Effects of self-association of ornithine aminotransferase on its physicochemical characteristics

Abstract

Previous work showed that the MW of ornithine aminotransferase (OAT) is concentration dependent. In the present study this property of OAT was further characterized by using sedimentation equilibrium centrifugation to determine the MW of OAT in a range of enzyme concentrations. OAT aggregates in a 2-stage process as its concentration increases. The 1st stage involves the association of enzymatically active monomers into trimers, with association of the trimers into higher order aggregates occurring in the 2nd stage.
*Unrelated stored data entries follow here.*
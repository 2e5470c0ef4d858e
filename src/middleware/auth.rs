use std::sync::Arc;

use axum::{
    extract::{FromRef, FromRequestParts},
    http::{header, request::Parts},
};
use chrono::{Duration, Utc};
use jsonwebtoken::{DecodingKey, EncodingKey, Header, Validation, decode, encode};
use uuid::Uuid;

use crate::{
    config::AppConfig,
    dto::auth::Claims,
    error::{AppError, AppResult},
};

/// Identity decoded from a verified bearer token.
#[derive(Debug, Clone)]
pub struct AuthUser {
    pub user_id: Uuid,
    pub is_admin: bool,
}

/// An [`AuthUser`] that also carries the admin flag.
#[derive(Debug, Clone)]
pub struct AdminUser(pub AuthUser);

pub fn ensure_admin(user: &AuthUser) -> Result<(), AppError> {
    if !user.is_admin {
        return Err(AppError::Forbidden);
    }
    Ok(())
}

/// Owner of a resource, or any admin.
pub fn ensure_owner_or_admin(user: &AuthUser, owner_id: Uuid) -> Result<(), AppError> {
    if user.user_id != owner_id && !user.is_admin {
        return Err(AppError::Forbidden);
    }
    Ok(())
}

pub fn issue_token(config: &AppConfig, user_id: Uuid, is_admin: bool) -> AppResult<String> {
    let expiration = Utc::now()
        .checked_add_signed(Duration::hours(config.jwt_ttl_hours))
        .ok_or_else(|| AppError::Internal(anyhow::anyhow!("Failed to set expiration")))?;

    let claims = Claims {
        sub: user_id.to_string(),
        is_admin,
        exp: expiration.timestamp() as usize,
    };

    encode(
        &Header::default(),
        &claims,
        &EncodingKey::from_secret(config.jwt_secret.as_bytes()),
    )
    .map_err(|e| AppError::Internal(anyhow::anyhow!(e.to_string())))
}

/// Verify signature and expiry of `token` and return its identity.
pub fn verify_token(config: &AppConfig, token: &str) -> AppResult<AuthUser> {
    let decoded = decode::<Claims>(
        token,
        &DecodingKey::from_secret(config.jwt_secret.as_bytes()),
        &Validation::default(),
    )
    .map_err(|err| {
        tracing::warn!(error = %err, "rejected bearer token");
        AppError::Unauthorized("Token is not valid".into())
    })?;

    let user_id = Uuid::parse_str(&decoded.claims.sub)
        .map_err(|_| AppError::Unauthorized("Token is not valid".into()))?;

    Ok(AuthUser {
        user_id,
        is_admin: decoded.claims.is_admin,
    })
}

fn bearer_token(parts: &Parts) -> AppResult<&str> {
    let auth_header = parts
        .headers
        .get(header::AUTHORIZATION)
        .ok_or_else(|| AppError::Unauthorized("No token, authorization denied".into()))?;

    let auth_str = auth_header
        .to_str()
        .map_err(|_| AppError::Unauthorized("Invalid Authorization header".into()))?;

    auth_str
        .strip_prefix("Bearer ")
        .map(str::trim)
        .filter(|token| !token.is_empty())
        .ok_or_else(|| AppError::Unauthorized("No token, authorization denied".into()))
}

impl<S> FromRequestParts<S> for AuthUser
where
    Arc<AppConfig>: FromRef<S>,
    S: Send + Sync,
{
    type Rejection = AppError;

    async fn from_request_parts(parts: &mut Parts, state: &S) -> Result<Self, Self::Rejection> {
        let config = Arc::<AppConfig>::from_ref(state);
        let token = bearer_token(parts)?;
        verify_token(&config, token)
    }
}

impl<S> FromRequestParts<S> for AdminUser
where
    Arc<AppConfig>: FromRef<S>,
    S: Send + Sync,
{
    type Rejection = AppError;

    async fn from_request_parts(parts: &mut Parts, state: &S) -> Result<Self, Self::Rejection> {
        let user = AuthUser::from_request_parts(parts, state).await?;
        ensure_admin(&user)?;
        Ok(AdminUser(user))
    }
}

#[cfg(test)]
mod tests {
    use super::*;

    fn config() -> AppConfig {
        AppConfig {
            database_url: "sqlite::memory:".into(),
            host: "127.0.0.1".into(),
            port: 0,
            jwt_secret: "unit-test-secret".into(),
            jwt_ttl_hours: 24,
            cors_origin: None,
        }
    }

    #[test]
    fn issued_token_verifies_with_same_secret() {
        let config = config();
        let user_id = Uuid::new_v4();
        let token = issue_token(&config, user_id, true).expect("token");

        let user = verify_token(&config, &token).expect("valid token");
        assert_eq!(user.user_id, user_id);
        assert!(user.is_admin);
    }

    #[test]
    fn token_signed_with_other_secret_is_unauthorized() {
        let config = config();
        let token = issue_token(&config, Uuid::new_v4(), false).expect("token");

        let other = AppConfig {
            jwt_secret: "another-secret".into(),
            ..config
        };
        let err = verify_token(&other, &token).expect_err("must be rejected");
        assert!(matches!(err, AppError::Unauthorized(_)));
    }

    #[test]
    fn expired_token_is_unauthorized() {
        let config = config();
        let claims = Claims {
            sub: Uuid::new_v4().to_string(),
            is_admin: false,
            exp: (Utc::now() - Duration::hours(2)).timestamp() as usize,
        };
        let token = encode(
            &Header::default(),
            &claims,
            &EncodingKey::from_secret(config.jwt_secret.as_bytes()),
        )
        .expect("encode");

        let err = verify_token(&config, &token).expect_err("must be rejected");
        assert!(matches!(err, AppError::Unauthorized(_)));
    }

    #[test]
    fn owner_or_admin_gate() {
        let owner = Uuid::new_v4();
        let stranger = AuthUser {
            user_id: Uuid::new_v4(),
            is_admin: false,
        };
        let admin = AuthUser {
            user_id: Uuid::new_v4(),
            is_admin: true,
        };
        let me = AuthUser {
            user_id: owner,
            is_admin: false,
        };

        assert!(ensure_owner_or_admin(&me, owner).is_ok());
        assert!(ensure_owner_or_admin(&admin, owner).is_ok());
        assert!(matches!(
            ensure_owner_or_admin(&stranger, owner),
            Err(AppError::Forbidden)
        ));
        assert!(matches!(ensure_admin(&me), Err(AppError::Forbidden)));
    }
}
Decreasing the pH or raising the ionic strength enhances aggregation while raising the pH inhibits aggregation; the 2-stage nature of the aggregation process was not affected by changes in pH and ionic strength. Kinetic analyses of purified enzyme showed that aggregation results in an increase in the Km for both substrates with the Vmax remaining constant, indicating that aggregation of monomers sterically hinders substrate binding. Increased Km values were obtained for OAT sequestered in liver mitochondria from rats fed a high-protein diet to increase mitochondrial OAT levels. The higher Km values suggest that elevation of OAT in vivo is accompanied by aggregation of the enzyme within the mitochondrion. The aggregation-dependent increase of Km in vivo may have adaptive value in that it spares ornithine for use in the urea cycle.